Geometry of the icosahedron
This is an outline of the computation of the volume and the dihedral angle of an icosahedron. To follow this discussion, you should refer to a physical model of the icosahedron, not just a picture. We assume the icosahedron has edge length 1.
First we recall a couple of facts from plane geometry.
(1) The altitudes of an equilateral triangle T divide it into 6 small congruent triangles. Label the vertices of one of these triangles v, e, f, where v is a vertex of T, e is the midpoint of an edge of T, and f is the centroid of T. If T has edge length 1, then the small triangle vef has edge lengths ve = 1/2, vf = √3/3, ef = √3/6.
(2) A regular pentagon with edge length 1 has diagonal the golden ratio τ = (1 + √5)/2 ≅ 1.618. [You can also get this ratio using trig. Drop a perpendicular from a vertex of the pentagon to the diagonal between the two adjacent vertices to form a little right triangle. The segment x in the figure is 1/2 the diagonal of the pentagon. Since the angles of a regular pentagon are 108o, we have x = sin(54o), and so the diagonal has length 2sin(54o) ≅ 1.618.]
Next we find the circumdiameter of the icosahedron.
Stand your model up so that a vertex A points straight up, and another vertex A' touches the table. These two vertices A and A' are exactly opposite (antipodal), and the segment between them is a circumdiameter. This segment is a diameter of the circumsphere, a sphere that passes through all 12 vertices of the icosahedron. The midpoint c of this circumdiameter is the center of the circumsphere.
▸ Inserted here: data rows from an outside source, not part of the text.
//! HTTP/REST API adapter.
//!
//! Inbound adapter implementing the REST endpoints that delegate to the
//! order store.

mod controller;
mod request;
mod response;

pub use controller::{AppState, create_router};
pub use request::*;
pub use response::*;
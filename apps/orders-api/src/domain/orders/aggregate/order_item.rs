//! Line items within an order.

use serde::{Deserialize, Serialize};

use crate::domain::shared::{Money, OrderItemId, ProductId};

/// Caller-supplied description of one line of a new order.
///
/// The subtotal is never accepted from the caller; it is computed when the
/// line is built into an [`OrderItem`].
#[derive(Debug, Clone, PartialEq, Eq, Serialize, Deserialize)]
pub struct OrderItemInput {
    /// Product being purchased.
    pub product_id: ProductId,
    /// Number of units, expected positive.
    pub quantity: u32,
    /// Price per unit.
    pub unit_price: Money,
}

/// One line of an order.
///
/// Owned exclusively by its parent order and immutable once constructed.
/// Invariant: `subtotal == quantity * unit_price`.
#[derive(Debug, Clone, PartialEq, Eq, Serialize, Deserialize)]
pub struct OrderItem {
    id: OrderItemId,
    product_id: ProductId,
    quantity: u32,
    unit_price: Money,
    subtotal: Money,
}

impl OrderItem {
    /// Build a line item from caller input, assigning a fresh id and
    /// computing the subtotal.
    #[must_use]
    pub fn build(input: OrderItemInput) -> Self {
        let subtotal = input.unit_price * input.quantity;
        Self {
            id: OrderItemId::generate(),
            product_id: input.product_id,
            quantity: input.quantity,
            unit_price: input.unit_price,
            subtotal,
        }
    }

    /// Get the line item id.
    #[must_use]
    pub const fn id(&self) -> &OrderItemId {
        &self.id
    }

    /// Get the product id.
    #[must_use]
    pub const fn product_id(&self) -> &ProductId {
        &self.product_id
    }

    /// Get the quantity.
    #[must_use]
    pub const fn quantity(&self) -> u32 {
        self.quantity
    }

    /// Get the unit price.
    #[must_use]
    pub const fn unit_price(&self) -> Money {
        self.unit_price
    }

    /// Get the computed subtotal.
    #[must_use]
    pub const fn subtotal(&self) -> Money {
        self.subtotal
    }
}

#[cfg(test)]
mod tests {
    use super::*;
    use rust_decimal_macros::dec;

    fn make_input(quantity: u32, unit_price: Money) -> OrderItemInput {
        OrderItemInput {
            product_id: ProductId::new("prod1"),
            quantity,
            unit_price,
        }
    }

    #[test]
    fn build_computes_subtotal() {
        let item = OrderItem::build(make_input(2, Money::new(dec!(10.99))));
        assert_eq!(item.subtotal().amount(), dec!(21.98));
        assert_eq!(item.quantity(), 2);
        assert_eq!(item.unit_price().amount(), dec!(10.99));
    }

    #[test]
    fn build_assigns_unique_ids() {
        let a = OrderItem::build(make_input(1, Money::new(dec!(5))));
        let b = OrderItem::build(make_input(1, Money::new(dec!(5))));
        assert_ne!(a.id(), b.id());
    }

    #[test]
    fn build_single_unit() {
        let item = OrderItem::build(make_input(1, Money::new(dec!(24.99))));
        assert_eq!(item.subtotal(), item.unit_price());
    }

    #[test]
    fn build_zero_price() {
        let item = OrderItem::build(make_input(3, Money::ZERO));
        assert!(item.subtotal().is_zero());
    }

    #[test]
    fn item_serde_field_names() {
        let item = OrderItem::build(make_input(2, Money::new(dec!(10.99))));
        let json = serde_json::to_value(&item).unwrap();

        assert!(json.get("id").is_some());
        assert_eq!(json["product_id"], "prod1");
        assert_eq!(json["quantity"], 2);
        assert_eq!(json["unit_price"], "10.99");
        assert_eq!(json["subtotal"], "21.98");
    }
}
Still holding your icosahedron with a vertex A pointing up, pick an edge E that ends at A, and look at the vertex B at the other end of the edge E. Find the vertex B' exactly opposite to B. Then B'A' is an edge E' of the icosahedron, and the edges E and E' are parallel. In fact the quadrilateral ABA'B' is a rectangle with opposite edges E and E'. The other two edges AB' and A'B are parallel, and they have the same length.
Now comes the tricky part. Find a vertex C of the icosahedron so that BC and CA' are edges of the icosahedron. Then BC and CA' are two edges of a planar regular pentagon made of edges of the icosahedron (the red pentagon in the figure below), and BA' is a diagonal of this pentagon. Therefore by (2) above, the length of BA' is (1 + √5)/2 (= 2sin(54o)). So the rectangle ABA'B' is a golden rectangle!
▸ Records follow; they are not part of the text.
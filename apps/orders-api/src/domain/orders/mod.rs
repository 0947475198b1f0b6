//! Orders Bounded Context
//!
//! Order construction and storage semantics.
//!
//! # Key Concepts
//!
//! - **Order Aggregate**: immutable purchase record with computed derived
//!   fields (line subtotals, total, billing address fallback)
//! - **Replace-on-update**: a status change derives a fresh order value that
//!   replaces the stored one; nothing is mutated in place
//! - **Store port**: the storage abstraction implemented by adapters

pub mod aggregate;
pub mod errors;
pub mod repository;
pub mod value_objects;

pub use aggregate::{CreateOrderCommand, Order, OrderItem, OrderItemInput};
pub use errors::OrderError;
pub use repository::{ListOrdersQuery, MAX_PAGE_SIZE, OrderStore};
pub use value_objects::OrderStatus;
The circumdiameter AA' is the diagonal of this rectangle. We use the Pythagorean theorem to compute that the circumdiameter is √(12 + τ2) ≅ 1.902.
Now we can find the volume of the icosahedron
We divide the icosahedron into 20 triangular pyramids, one for each face of the icosahedron. Each pyramid has base a face of the icosahedron and vertex the center c of the icosahedron. So the volume of the icosahedron is 20 times the volume of one of these pyramids: V = 20(1/3)Bh, where B is the area of the base and h is the height of the pyramid. The base is an equilateral triangle with edge length 1, so it has area (1/2)(1)(√3/2) = √3/4. Thus V = 5(√3/3)h.
To find h we use the circumdiameter we computed above. Pick a face T of the icosahedron, and consider the triangle vfc, where v is a vertex of T, f is the center of T, and c is the center of the icosahedron. This is a right triangle with right angle at f. The edge vc is half the circumdiameter, so vc = 1/2√(12 + τ2) ≅ 0.951. The edge vf = √3/3 ≅ 0.577 by (a) above. The edge fc is the height h of our pyramid. By the Pythagorean theorem h = √((0.951)2 - (0.577)2) ≅ 0.756. So V ≅ 2.18. (If the icosahedron has edge length z, then the volume is 2.18 z3.)
Finally we find the dihedral angle.
Look at a face T of the icosahedron, and consider the right triangle efc, where e is the midpoint of an edge of T, f is the center of T, and c is the center of the icosahedron. The right angle is at f, and the angle θ at e is 1/2 the dihedral angle. (The dihedral angle is the angle between T and the adjacent face at e.) The leg fc of this triangle has length h ≅ 0.756. The leg ef has length √3/6 ≅ 0.289 by (1). Thus the dihedral angle is α = 2 arctan(0.756/0.289) ≅ 138.2o. (The dihedral angle does not depend on the size of the icosahedron.)